Hill Farmstead enjoyed similar cult status. It inspired urban hipsters from the trendiest neighborhoods of Boston, Brooklyn and Manhattan to drive hours to Vermont’s most remote “Northeast Kingdom.”
There, they enjoyed the honor of standing in line amid the reek of manure at the 18th-century Hill family farm and brewery in Greensboro.
Its rustic, full-flavored American farmhouse beers are among the most celebrated in the world.
The critical acclaim brought global attention to Vermont’s unique beer and its curious cultural paradox.
Vermont is largely rural and isolated. It leans left politically but boasts small-town values.
Beer enthusiasts offered to pay up to $1,000 for a case of cult-favorite Vermont beer Heady Topper.
Its voters elected a socialist senator, Bernie Sanders in 2006, and a Republican governor, Phil Scott, amid the Donald Trump ascendancy of 2016.
Scott was reelected in a 2020 landslide with 68.5% of the popular vote.
One observer described Vermont as a state of “gun-toting hippies.”
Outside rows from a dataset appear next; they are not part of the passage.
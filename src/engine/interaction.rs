//! Per-card interaction state.
//!
//! Each card carries two independent state machines: expand/collapse and
//! delete confirmation. Clicks are routed by region so that one machine can
//! never be driven by a click meant for the other.

/// Expand/collapse state of a card.
#[derive(Debug, Clone, Copy, PartialEq, Eq, Default)]
pub enum Expansion {
    #[default]
    Collapsed,
    Expanded,
}

impl Expansion {
    pub fn toggled(self) -> Self {
        match self {
            Expansion::Collapsed => Expansion::Expanded,
            Expansion::Expanded => Expansion::Collapsed,
        }
    }
}

/// Delete-confirmation state of a card.
#[derive(Debug, Clone, Copy, PartialEq, Eq, Default)]
pub enum DeletePrompt {
    #[default]
    Idle,
    Pending,
}

/// Where on (or off) a card a click landed.
#[derive(Debug, Clone, Copy, PartialEq, Eq)]
pub enum ClickRegion {
    /// The card's primary area (name, URL, status).
    Header,
    /// The dedicated expand/collapse control.
    Disclosure,
    /// The delete affordance.
    DeleteButton,
    /// Inside the confirmation surface but not on one of its buttons.
    ConfirmSurface,
    ConfirmButton,
    CancelButton,
    /// Anywhere outside this card.
    Outside,
}

/// Something a click asks the dashboard to do beyond local state.
#[derive(Debug, Clone, Copy, PartialEq, Eq)]
pub enum CardIntent {
    DeleteConfirmed,
}

/// Interaction state for one card. Purely local; nothing here touches the
/// network.
#[derive(Debug, Clone, Copy, PartialEq, Eq, Default)]
pub struct CardInteraction {
    expansion: Expansion,
    prompt: DeletePrompt,
}

impl CardInteraction {
    pub fn new() -> Self {
        Self::default()
    }

    pub fn expansion(&self) -> Expansion {
        self.expansion
    }

    pub fn prompt(&self) -> DeletePrompt {
        self.prompt
    }

    pub fn is_expanded(&self) -> bool {
        self.expansion == Expansion::Expanded
    }

    pub fn is_delete_pending(&self) -> bool {
        self.prompt == DeletePrompt::Pending
    }

    /// Flip expand/collapse. The header and the disclosure control both land
    /// here, so they always agree.
    pub fn toggle_expand(&mut self) -> Expansion {
        self.expansion = self.expansion.toggled();
        self.expansion
    }

    /// The delete affordance toggles the confirmation prompt.
    pub fn request_delete(&mut self) -> DeletePrompt {
        self.prompt = match self.prompt {
            DeletePrompt::Idle => DeletePrompt::Pending,
            DeletePrompt::Pending => DeletePrompt::Idle,
        };
        self.prompt
    }

    /// Returns true if a pending prompt was cancelled.
    pub fn cancel_delete(&mut self) -> bool {
        let was_pending = self.is_delete_pending();
        self.prompt = DeletePrompt::Idle;
        was_pending
    }

    /// Confirm a pending prompt. The prompt returns to idle whatever the
    /// outcome of the delete; returns false if nothing was pending.
    pub fn confirm_delete(&mut self) -> bool {
        let was_pending = self.is_delete_pending();
        self.prompt = DeletePrompt::Idle;
        was_pending
    }

    /// Any interaction outside the confirmation surface. Returns true if it
    /// dismissed a pending prompt.
    pub fn outside_click(&mut self) -> bool {
        self.cancel_delete()
    }

    /// Route a click on this card.
    ///
    /// While a prompt is pending, a click outside the confirmation surface
    /// only dismisses it; it does not also toggle expansion.
    pub fn click(&mut self, region: ClickRegion) -> Option<CardIntent> {
        if self.is_delete_pending() {
            match region {
                ClickRegion::ConfirmButton => {
                    self.confirm_delete();
                    return Some(CardIntent::DeleteConfirmed);
                }
                ClickRegion::ConfirmSurface => {}
                ClickRegion::CancelButton
                | ClickRegion::DeleteButton
                | ClickRegion::Header
                | ClickRegion::Disclosure
                | ClickRegion::Outside => {
                    self.cancel_delete();
                }
            }
            return None;
        }

        match region {
            ClickRegion::Header | ClickRegion::Disclosure => {
                self.toggle_expand();
            }
            ClickRegion::DeleteButton => {
                self.request_delete();
            }
            ClickRegion::ConfirmSurface
            | ClickRegion::ConfirmButton
            | ClickRegion::CancelButton
            | ClickRegion::Outside => {}
        }
        None
    }
}
//! Wire types for the status API.
//!
//! These mirror the JSON produced by the status server. Timestamps may arrive
//! either as RFC 3339 strings or as naive ISO 8601 strings without an offset,
//! in which case they are taken to be UTC.

use std::fmt;

use chrono::{DateTime, Utc};
use serde::{Deserialize, Serialize};

/// Opaque identifier of a monitored service.
#[derive(Debug, Clone, Copy, PartialEq, Eq, Hash, PartialOrd, Ord, Serialize, Deserialize)]
#[serde(transparent)]
pub struct ServiceId(pub u64);

impl fmt::Display for ServiceId {
    fn fmt(&self, f: &mut fmt::Formatter<'_>) -> fmt::Result {
        write!(f, "{}", self.0)
    }
}

/// A monitored endpoint.
#[derive(Debug, Clone, PartialEq, Serialize, Deserialize)]
pub struct Service {
    pub id: ServiceId,
    pub name: String,
    pub url: String,
    #[serde(default, deserialize_with = "timestamp::deserialize_opt")]
    pub created_at: Option<DateTime<Utc>>,
}

/// Request body for `POST /services`.
#[derive(Debug, Clone, PartialEq, Eq, Serialize)]
pub struct NewService {
    pub name: String,
    pub url: String,
}

/// Outcome of a single probe.
#[derive(Debug, Clone, Copy, PartialEq, Eq, Serialize, Deserialize)]
#[serde(rename_all = "UPPERCASE")]
pub enum CheckStatus {
    Up,
    #[serde(other)]
    Down,
}

impl CheckStatus {
    pub fn label(&self) -> &'static str {
        match self {
            CheckStatus::Up => "UP",
            CheckStatus::Down => "DOWN",
        }
    }
}

/// One health-check result as delivered by the server.
///
/// `latency` is in seconds and only meaningful when `status` is `Up`.
#[derive(Debug, Clone, PartialEq, Serialize, Deserialize)]
pub struct HealthCheckRecord {
    pub status: CheckStatus,
    #[serde(default, deserialize_with = "null_as_zero")]
    pub latency: f64,
    #[serde(default)]
    pub status_code: Option<u16>,
    #[serde(deserialize_with = "timestamp::deserialize")]
    pub checked_at: DateTime<Utc>,
}

impl HealthCheckRecord {
    pub fn is_up(&self) -> bool {
        self.status == CheckStatus::Up
    }
}

/// Down checks may report `"latency": null`.
fn null_as_zero<'de, D>(deserializer: D) -> Result<f64, D::Error>
where
    D: serde::Deserializer<'de>,
{
    Ok(Option::<f64>::deserialize(deserializer)?.unwrap_or_default())
}

mod timestamp {
    use chrono::{DateTime, NaiveDateTime, Utc};
    use serde::{de, Deserialize, Deserializer};

    pub fn parse(s: &str) -> Option<DateTime<Utc>> {
        if let Ok(dt) = DateTime::parse_from_rfc3339(s) {
            return Some(dt.with_timezone(&Utc));
        }
        NaiveDateTime::parse_from_str(s, "%Y-%m-%dT%H:%M:%S%.f")
            .ok()
            .map(|naive| naive.and_utc())
    }

    pub fn deserialize<'de, D>(deserializer: D) -> Result<DateTime<Utc>, D::Error>
    where
        D: Deserializer<'de>,
    {
        let s = String::deserialize(deserializer)?;
        parse(&s).ok_or_else(|| de::Error::custom(format!("invalid timestamp: {}", s)))
    }

    pub fn deserialize_opt<'de, D>(deserializer: D) -> Result<Option<DateTime<Utc>>, D::Error>
    where
        D: Deserializer<'de>,
    {
        match Option::<String>::deserialize(deserializer)? {
            Some(s) => parse(&s)
                .map(Some)
                .ok_or_else(|| de::Error::custom(format!("invalid timestamp: {}", s))),
            None => Ok(None),
        }
    }
}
The beer scene reflects the Vermont paradox. It’s a European culture of farmhouse and village breweries. But, in the American craft-beer style, it brazenly challenges centuries-old continental brewing tradition.
The powerful New England-style IPAs pioneered by breweries like The Alchemist bore little resemblance to the traditional and more genteel English India pale ales that inspired them.
Vermont feels much like rural Bavaria, where remote villages and Alpine valleys hide cozy hunting lodge beer halls and some of the world’s best breweries.
“There is a focus on agriculture, artisanal foods and creativity in Vermont.” — Sam Von Trapp
The Bavarian vibe is what attracted the real-life Maria Von Trapp — the heroine played by Julie Andrews in “The Sound of Music” — to the Green Mountains, her grandson Sam Von Trapp told Fox News Digital.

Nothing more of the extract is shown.